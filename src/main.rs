use anyhow::Result;
use clap::{Parser, Subcommand};
use farebox::config::Overrides;
use farebox::display::{DisplayFrame, OutputFormat};
use farebox::runtime::LineSource;
use farebox::{parse, InputMode, Terminal, TerminalConfig, Validator};
use std::path::PathBuf;
use tokio::io::BufReader;
use tracing::{info, Level};

#[derive(Parser, Debug)]
#[command(name = "farebox", version, about = "Transit fare validator terminal")]
struct Cli {
    #[arg(long, global = true, help = "Path to a JSON config file")]
    config: Option<PathBuf>,
    #[arg(long, global = true, help = "How long a card stays on screen, in ms")]
    expiry_ms: Option<u64>,
    #[arg(long, global = true, help = "Show only the last four PAN digits")]
    mask_pan: bool,
    #[arg(long, global = true, help = "Output one JSON frame per state change")]
    json: bool,
    #[arg(short, long, global = true, help = "Enable debug logging")]
    verbose: bool,
    #[command(subcommand)]
    command: Commands,
}

#[derive(Subcommand, Debug)]
enum Commands {
    /// Read command tokens from stdin, one per line
    Run,
    /// Read demo keys from stdin: 0 approve, 1 decline, t test card, esc reset
    Keys,
    /// Parse a single token and print the result
    Parse { token: String },
}

#[tokio::main]
async fn main() -> Result<()> {
    let cli = Cli::parse();

    let level = if cli.verbose {
        Level::DEBUG
    } else {
        Level::INFO
    };
    tracing_subscriber::fmt()
        .with_max_level(level)
        .with_writer(std::io::stderr)
        .init();

    let overrides = Overrides {
        expiry_duration_ms: cli.expiry_ms,
        mask_pan: cli.mask_pan,
    };
    let config = TerminalConfig::load(cli.config.as_deref(), &overrides)?;

    let mode = match cli.command {
        Commands::Parse { token } => {
            println!("{}", serde_json::to_string(&parse(&token))?);
            return Ok(());
        }
        Commands::Run => InputMode::Tokens,
        Commands::Keys => InputMode::Keys,
    };

    let mut terminal = Terminal::new(Validator::from_config(&config)).with_mode(mode);
    let source = LineSource::new(BufReader::new(tokio::io::stdin()));
    let format = if cli.json {
        OutputFormat::Json
    } else {
        OutputFormat::Text
    };

    terminal
        .run(source, |state| {
            let frame = DisplayFrame::from_state(state, &config);
            match format.render(&frame) {
                Ok(out) => println!("{out}"),
                Err(e) => tracing::error!("Failed to encode frame: {}", e),
            }
        })
        .await?;

    let validator = terminal.into_validator();
    let history = validator.history();
    info!(
        "Stopped in {} after {} recorded transitions over {:?}",
        validator.status(),
        history.len(),
        history.span().unwrap_or_default()
    );
    Ok(())
}
//! Farebox: command interpreter for transit fare validator terminals
//!
//! A card reader or controller sends short command tokens. Farebox parses
//! them, drives a small status state machine, and expires a presented card
//! automatically when no verdict arrives in time. Rendering is left to the
//! caller, which observes the exposed state.
//!
//! # Core Concepts
//!
//! - **Commands**: `parse` turns any string into a [`ParsedCommand`], never failing
//! - **Validator**: the single owner and writer of [`ValidatorState`]
//! - **Expiry**: a cancellable timer handle stored in the state itself
//! - **Runtime**: a tokio loop serializing commands and timer fires
//!
//! # Example
//!
//! ```rust
//! use farebox::{parse, Validator, ValidatorStatus};
//! use farebox::display::format_expiry;
//! use std::time::{Duration, Instant};
//!
//! let mut validator = Validator::new(Duration::from_secs(5));
//! let now = Instant::now();
//!
//! validator.apply(parse("PAN:7123456;EXP:2405"), now);
//! let card = validator.state().card().unwrap();
//! assert_eq!(card.pan, "7123456");
//! assert_eq!(format_expiry(&card.expiry), "05/24");
//!
//! validator.apply(parse("0"), now);
//! assert_eq!(validator.status(), ValidatorStatus::Approved);
//! assert!(validator.state().card().is_none());
//! ```

pub mod clock;
pub mod command;
pub mod config;
pub mod core;
pub mod display;
pub mod runtime;

// Re-export commonly used types
pub use command::{parse, ParsedCommand};
pub use config::TerminalConfig;
pub use core::{CardSnapshot, Validator, ValidatorState, ValidatorStatus};
pub use runtime::{InputMode, Terminal};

::::

• [About this task] Your answer should be the lines above, from the line containing "async fn main()" up to and including the line containing "let frame = DisplayFrame::from_state(state, &config);", reproduced exactly and with nothing else.

• [Expected output]
async fn main() -> Result<()> {
    let cli = Cli::parse();

    let level = if cli.verbose {
        Level::DEBUG
    } else {
        Level::INFO
    };
    tracing_subscriber::fmt()
        .with_max_level(level)
        .with_writer(std::io::stderr)
        .init();

    let overrides = Overrides {
        expiry_duration_ms: cli.expiry_ms,
        mask_pan: cli.mask_pan,
    };
    let config = TerminalConfig::load(cli.config.as_deref(), &overrides)?;

    let mode = match cli.command {
        Commands::Parse { token } => {
            println!("{}", serde_json::to_string(&parse(&token))?);
            return Ok(());
        }
        Commands::Run => InputMode::Tokens,
        Commands::Keys => InputMode::Keys,
    };

    let mut terminal = Terminal::new(Validator::from_config(&config)).with_mode(mode);
    let source = LineSource::new(BufReader::new(tokio::io::stdin()));
    let format = if cli.json {
        OutputFormat::Json
    } else {
        OutputFormat::Text
    };

    terminal
        .run(source, |state| {
            let frame = DisplayFrame::from_state(state, &config);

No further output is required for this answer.